▶ **Task directions**
Reproduce the records starting at the line that contains "-- Usage events: append-only" and running to the last line, exactly and in full.

▶ **Data for review**
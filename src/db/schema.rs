//! Database schema initialization

use sqlx::SqlitePool;

use crate::error::Result;

/// Initialize the database schema
pub async fn initialize_schema(pool: &SqlitePool) -> Result<()> {
    sqlx::query(SCHEMA_SQL).execute(pool).await?;

    Ok(())
}

const SCHEMA_SQL: &str = r#"
-- User accounts, materialized lazily on first authenticated request
CREATE TABLE IF NOT EXISTS users (
    id TEXT PRIMARY KEY,
    email TEXT NOT NULL UNIQUE,
    name TEXT,
    avatar_url TEXT,
    created_at TEXT NOT NULL DEFAULT (datetime('now'))
);

-- Billing state, mutated exclusively by payment-provider webhooks
CREATE TABLE IF NOT EXISTS subscriptions (
    id TEXT PRIMARY KEY,
    user_id TEXT NOT NULL,
    provider_customer_id TEXT,
    provider_subscription_id TEXT UNIQUE,
    status TEXT NOT NULL,
    plan TEXT NOT NULL,
    current_period_start TEXT,
    current_period_end TEXT,
    cancel_at_period_end INTEGER NOT NULL DEFAULT 0,
    created_at TEXT NOT NULL DEFAULT (datetime('now'))
);

CREATE INDEX IF NOT EXISTS idx_subscriptions_user_id ON subscriptions(user_id);
CREATE INDEX IF NOT EXISTS idx_subscriptions_provider ON subscriptions(provider_subscription_id);

-- Payment audit log
CREATE TABLE IF NOT EXISTS payments (
    id TEXT PRIMARY KEY,
    provider_payment_id TEXT,
    provider_checkout_id TEXT,
    amount REAL NOT NULL,
    currency TEXT NOT NULL,
    status TEXT NOT NULL,
    created_at TEXT NOT NULL DEFAULT (datetime('now'))
);

-- Uploaded document metadata; the id doubles as the storage key
CREATE TABLE IF NOT EXISTS files (
    id TEXT PRIMARY KEY,
    user_id TEXT NOT NULL,
    file_name TEXT NOT NULL,
    file_size INTEGER NOT NULL,
    num_pages INTEGER NOT NULL,
    created_at TEXT NOT NULL
);

CREATE INDEX IF NOT EXISTS idx_files_user_id ON files(user_id);
CREATE INDEX IF NOT EXISTS idx_files_created_at ON files(created_at);

-- Usage events: append-only ground truth for quota accounting.
-- Rows are only ever removed by the expiry job cascading from file deletion.
CREATE TABLE IF NOT EXISTS usage_events (
    id TEXT PRIMARY KEY,
    user_id TEXT NOT NULL,
    kind TEXT NOT NULL,
    file_id TEXT,
    created_at TEXT NOT NULL
);

CREATE INDEX IF NOT EXISTS idx_usage_user_kind_created ON usage_events(user_id, kind, created_at);
CREATE INDEX IF NOT EXISTS idx_usage_file_id ON usage_events(file_id);
"#;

▶ **Answer to the exercise**
-- Usage events: append-only ground truth for quota accounting.
-- Rows are only ever removed by the expiry job cascading from file deletion.
CREATE TABLE IF NOT EXISTS usage_events (
    id TEXT PRIMARY KEY,
    user_id TEXT NOT NULL,
    kind TEXT NOT NULL,
    file_id TEXT,
    created_at TEXT NOT NULL
);

CREATE INDEX IF NOT EXISTS idx_usage_user_kind_created ON usage_events(user_id, kind, created_at);
CREATE INDEX IF NOT EXISTS idx_usage_file_id ON usage_events(file_id);
"#;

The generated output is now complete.